Karaduman, iktidarın başörtüsü düzenlemesini referanduma götürmek istemesi durumunda partisinin tutumunun ne olacağı ile ilgili de, şöyle konuştu: “Temel hak ve özgürlüklerin referanduma götürülmesi, halk oylamasına sunulması tehlikeli sonuçları da kelam konusu olabilir. Bunu bu formda söz edebilirim. Lakin başka taraftan ben genel şurada bunun onanacağı kanaatindeyim. Muhalefet partilerinin de bu anayasa değişiklik teklifine takviye vereceği kanaatindeyim.

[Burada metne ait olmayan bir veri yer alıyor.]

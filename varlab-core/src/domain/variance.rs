//! Implied-variance observations and the per-expiry time series.

use chrono::NaiveDate;
use serde::{Deserialize, Serialize};
use thiserror::Error;

/// One day's model-free implied variance for a fixed expiry.
///
/// Immutable once computed; the replicator owns creation.
#[derive(Debug, Clone, Serialize, Deserialize)]
pub struct VarianceObservation {
    pub date: NaiveDate,
    pub expiry: NaiveDate,
    pub time_to_expiry_years: f64,
    pub implied_variance: f64,
    /// Number of option quotes that entered the replication integral.
    pub n_options: usize,
}

impl VarianceObservation {
    /// Implied volatility, the square root of variance.
    pub fn implied_vol(&self) -> f64 {
        self.implied_variance.sqrt()
    }
}

#[derive(Debug, Error)]
pub enum SeriesError {
    #[error("observation dated {current} does not follow {previous} (dates must strictly increase)")]
    NonIncreasingDates {
        previous: NaiveDate,
        current: NaiveDate,
    },
    #[error("observation expiring {found} in series for {expected}")]
    MixedExpiries { expected: NaiveDate, found: NaiveDate },
}

/// Date-ordered implied-variance observations for one expiry.
///
/// Dates strictly increase; gaps are permitted and carry no implied
/// continuity. Consumers must work with the dates actually present.
#[derive(Debug, Clone, Default, Serialize, Deserialize)]
pub struct VarianceSeries {
    observations: Vec<VarianceObservation>,
}

impl VarianceSeries {
    pub fn new() -> Self {
        Self::default()
    }

    /// Build a series from pre-computed observations, enforcing date order.
    pub fn from_observations(
        observations: Vec<VarianceObservation>,
    ) -> Result<Self, SeriesError> {
        let mut series = Self::new();
        for obs in observations {
            series.push(obs)?;
        }
        Ok(series)
    }

    /// Append an observation; rejects out-of-order dates and foreign expiries.
    pub fn push(&mut self, obs: VarianceObservation) -> Result<(), SeriesError> {
        if let Some(last) = self.observations.last() {
            if obs.date <= last.date {
                return Err(SeriesError::NonIncreasingDates {
                    previous: last.date,
                    current: obs.date,
                });
            }
            if obs.expiry != last.expiry {
                return Err(SeriesError::MixedExpiries {
                    expected: last.expiry,
                    found: obs.expiry,
                });
            }
        }
        self.observations.push(obs);
        Ok(())
    }

    pub fn observations(&self) -> &[VarianceObservation] {
        &self.observations
    }

    /// Variance values in date order.
    pub fn values(&self) -> Vec<f64> {
        self.observations
            .iter()
            .map(|o| o.implied_variance)
            .collect()
    }

    pub fn dates(&self) -> Vec<NaiveDate> {
        self.observations.iter().map(|o| o.date).collect()
    }

    pub fn len(&self) -> usize {
        self.observations.len()
    }

    pub fn is_empty(&self) -> bool {
        self.observations.is_empty()
    }
}
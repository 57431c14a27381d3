//! Rolling-window statistics over a raw f64 series.

/// Rolling sample standard deviation (divide by N-1) over a trailing
/// window including the current observation. Indices before the window
/// fills are NaN, as is any window containing a NaN.
pub fn rolling_std(values: &[f64], window: usize) -> Vec<f64> {
    assert!(window >= 2, "rolling std window must be >= 2");
    let n = values.len();
    let mut result = vec![f64::NAN; n];

    for i in (window - 1)..n {
        let slice = &values[i + 1 - window..=i];
        if slice.iter().any(|v| v.is_nan()) {
            continue;
        }
        let mean = slice.iter().sum::<f64>() / window as f64;
        let var = slice.iter().map(|v| (v - mean).powi(2)).sum::<f64>()
            / (window - 1) as f64;
        result[i] = var.sqrt();
    }
    result
}
//! TOML-based application configuration.
//!
//! Stores user preferences including:
//! - Database file location override
//! - Default display color for new projects
//! - Recent-entries query limit
//!
//! Configuration is stored at `~/.config/zeitlog/config.toml`.

use serde::{Deserialize, Serialize};
use std::path::PathBuf;

use super::data_dir;
use crate::error::ConfigError;
use crate::model::DEFAULT_PROJECT_COLOR;

/// Storage configuration.
#[derive(Debug, Clone, Serialize, Deserialize, Default)]
pub struct StorageConfig {
    /// Database file path. Defaults to `<data_dir>/zeitlog.db` when unset.
    #[serde(default)]
    pub database_path: Option<PathBuf>,
}

/// Project configuration.
#[derive(Debug, Clone, Serialize, Deserialize)]
pub struct ProjectsConfig {
    #[serde(default = "default_project_color")]
    pub default_color: String,
}

/// Entry listing configuration.
#[derive(Debug, Clone, Serialize, Deserialize)]
pub struct EntriesConfig {
    /// How many entries the recent-entries query returns.
    #[serde(default = "default_recent_limit")]
    pub recent_limit: u32,
}

/// Application configuration.
///
/// Serialized to/from TOML at `~/.config/zeitlog/config.toml`.
#[derive(Debug, Clone, Serialize, Deserialize, Default)]
pub struct Config {
    #[serde(default)]
    pub storage: StorageConfig,
    #[serde(default)]
    pub projects: ProjectsConfig,
    #[serde(default)]
    pub entries: EntriesConfig,
}

impl Default for ProjectsConfig {
    fn default() -> Self {
        Self {
            default_color: default_project_color(),
        }
    }
}

impl Default for EntriesConfig {
    fn default() -> Self {
        Self {
            recent_limit: default_recent_limit(),
        }
    }
}

fn default_project_color() -> String {
    DEFAULT_PROJECT_COLOR.to_string()
}

fn default_recent_limit() -> u32 {
    50
}

impl Config {
    /// Load configuration from disk, falling back to defaults when the file
    /// does not exist.
    ///
    /// # Errors
    /// Returns an error if the file exists but cannot be read or parsed.
    pub fn load() -> Result<Self, ConfigError> {
        let path = Self::path()?;
        if !path.exists() {
            return Ok(Self::default());
        }
        let text = std::fs::read_to_string(&path).map_err(|e| ConfigError::LoadFailed {
            path: path.clone(),
            message: e.to_string(),
        })?;
        toml::from_str(&text).map_err(|e| ConfigError::ParseFailed(e.to_string()))
    }

    /// Save configuration to disk.
    ///
    /// # Errors
    /// Returns an error if serialization or the write fails.
    pub fn save(&self) -> Result<(), ConfigError> {
        let path = Self::path()?;
        let text =
            toml::to_string_pretty(self).map_err(|e| ConfigError::ParseFailed(e.to_string()))?;
        std::fs::write(&path, text).map_err(|e| ConfigError::SaveFailed {
            path: path.clone(),
            message: e.to_string(),
        })
    }

    fn path() -> Result<PathBuf, ConfigError> {
        let dir = data_dir().map_err(|e| ConfigError::LoadFailed {
            path: PathBuf::from("~/.config/zeitlog"),
            message: e.to_string(),
        })?;
        Ok(dir.join("config.toml"))
    }

    /// Read a single value by key. Returns `None` for an unknown key.
    pub fn get(&self, key: &str) -> Option<String> {
        match key {
            "database_path" => Some(
                self.storage
                    .database_path
                    .as_ref()
                    .map(|p| p.display().to_string())
                    .unwrap_or_default(),
            ),
            "default_color" => Some(self.projects.default_color.clone()),
            "recent_limit" => Some(self.entries.recent_limit.to_string()),
            _ => None,
        }
    }

    /// Update a single value by key.
    ///
    /// # Errors
    /// Returns an error for an unknown key or an unparsable value.
    pub fn set(&mut self, key: &str, value: &str) -> Result<(), ConfigError> {
        match key {
            "database_path" => self.storage.database_path = Some(PathBuf::from(value)),
            "default_color" => self.projects.default_color = value.to_string(),
            "recent_limit" => {
                self.entries.recent_limit = value.parse().map_err(|_| {
                    ConfigError::ParseFailed(format!("recent_limit must be a number, got '{value}'"))
                })?;
            }
            _ => return Err(ConfigError::ParseFailed(format!("unknown key '{key}'"))),
        }
        Ok(())
    }

    /// Resolved database path: the configured override or the default
    /// location inside the data directory.
    pub fn database_path(&self) -> Result<PathBuf, ConfigError> {
        if let Some(path) = &self.storage.database_path {
            return Ok(path.clone());
        }
        let dir = data_dir().map_err(|e| ConfigError::LoadFailed {
            path: PathBuf::from("~/.config/zeitlog"),
            message: e.to_string(),
        })?;
        Ok(dir.join("zeitlog.db"))
    }
}

#[cfg(test)]
mod tests {
    use super::*;

    #[test]
    fn defaults_are_sensible() {
        let config = Config::default();
        assert_eq!(config.projects.default_color, DEFAULT_PROJECT_COLOR);
        assert_eq!(config.entries.recent_limit, 50);
        assert!(config.storage.database_path.is_none());
    }

    #[test]
    fn partial_toml_fills_defaults() {
        let config: Config = toml::from_str("[entries]\nrecent_limit = 10\n").unwrap();
        assert_eq!(config.entries.recent_limit, 10);
        assert_eq!(config.projects.default_color, DEFAULT_PROJECT_COLOR);
    }

    #[test]
    fn get_and_set_cover_every_key() {
        let mut config = Config::default();

        config.set("default_color", "#123456").unwrap();
        assert_eq!(config.get("default_color").as_deref(), Some("#123456"));

        config.set("recent_limit", "25").unwrap();
        assert_eq!(config.get("recent_limit").as_deref(), Some("25"));
        assert_eq!(config.entries.recent_limit, 25);

        config.set("database_path", "/tmp/zeitlog.db").unwrap();
        assert_eq!(config.get("database_path").as_deref(), Some("/tmp/zeitlog.db"));
    }

    #[test]
    fn set_rejects_unknown_keys_and_bad_values() {
        let mut config = Config::default();
        assert!(config.set("no_such_key", "x").is_err());
        assert!(config.set("recent_limit", "many").is_err());
        assert!(config.get("no_such_key").is_none());
    }

    #[test]
    fn roundtrips_through_toml() {
        let mut config = Config::default();
        config.projects.default_color = "#123456".to_string();
        let text = toml::to_string_pretty(&config).unwrap();
        let back: Config = toml::from_str(&text).unwrap();
        assert_eq!(back.projects.default_color, "#123456");
    }
}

Yani aksi halde 400’ü bulmaz ve referanduma giderse ülke ismine yeterli sonuçlar doğurmayacaktır. Yalnızca ülke ismine değil bu muhalefet ismine da güzel sonuçlar doğurmayacak bir süreci oluşturacaktır. Bundan ötürü ilkesel olarak bu yani başörtüsü sıkıntısının ne bundan sonra ne lehte ne de aleyhte istismar edilmesinin önüne geçmek ismine kesinlikle muhalefet partilerinin de bu sıkıntıyı artık Türkiye’de bir daha konuşulmamak üzere tahlile kavuşturulmasını temin eden tarafta olunması gerekir.
“Çekince varsa AK Parti gidermeli”
Karaduman, başörtüsü düzenlemesinin altılı masada müzakere edilip edilmediği ile ilgili ise, şunları söyledi: “Önümüzdeki birinci toplantıya ev sahipliğini Gelecek Partisi Sayın Davutoğlu yapacak. Orada da bu sıkıntı gündeme gelecek fakat, takviye tarafında bir kanaatin çıkabileceğini yüksek ihtimal görüyorum. Münasebetiyle altılı masa da başörtüsü başta olmak üzere anayasa değişiklik teklifine dayanak verecektir. Burada toplumsal bir uzlaşının kesinlikle sağlanması icap eder ki aslında anayasalar bir bakıma toplumsal uzlaşı metinleridir.
Sadece bir partiyi ilgilendiren konular olmadığı için toplumda 85 milyon insanımızı direkt ilgilendiren konular olduğu için. Burada yalnızca muhakkak partilerin görüşleri değil. Bütün siyasi partilerin ortak ve müşterek görüşlerinin de kesinlikle dikkate alınması icap eder. Bunu temin etmek de ülkeyi yönetenlerin, iktidarın ve hükümetin görevidir.
Bu çerçevede bu teklifi Türkiye Büyük Millet Meclisi’ne getiren Adalet ve Kalkınma Partisi’nin de siyasi parti kümelerini ziyaret ederek bu çekinceler varsa muhalefet partilerinin bu metinle ilgili çekinceleri ya da telaşları kaygıları varsa bunları da gidermesi icap eder. Bu noktada yapılacak ziyaretlerin de değerli olduğu kanaatindeyim.”
“Temel hak ve özgürlükler referanduma götürülmemeli”
Karaduman, TBMM’de 400 oyun bulunması halinde yeniden de Cumhurbaşkanı Erdoğan’ın düzenlemeyi referanduma götürmek isteyebileceği tezleri ile ilgili de şöyle konuştu: “Sayın Cumhurbaşkanı’nın bu mevzuyu referanduma götürmeyeceği kanaatindeyim. Temel hak ve özgürlükler çerçevesinde bunun referanduma götürülmesini ben ilkesel olarak gerçek bulmuyorum. Umarım onlar da gerçek bulmuyorlardır.
Bundan ötürü ben referanduma götürülmeyeceği kanaatindeyim. İkincisi de siyasal olarak da bunun iktidar aleyhine doğuracağı sonuçlardan ötürü da bunu referanduma gitmeyeceğini düşünüyorum. Şahsi kanaatim, 400’ün üzerinde oyla anayasa değişikliğinin gerçekleşeceği tarafında ve referanduma da gitmeyeceği formunda.”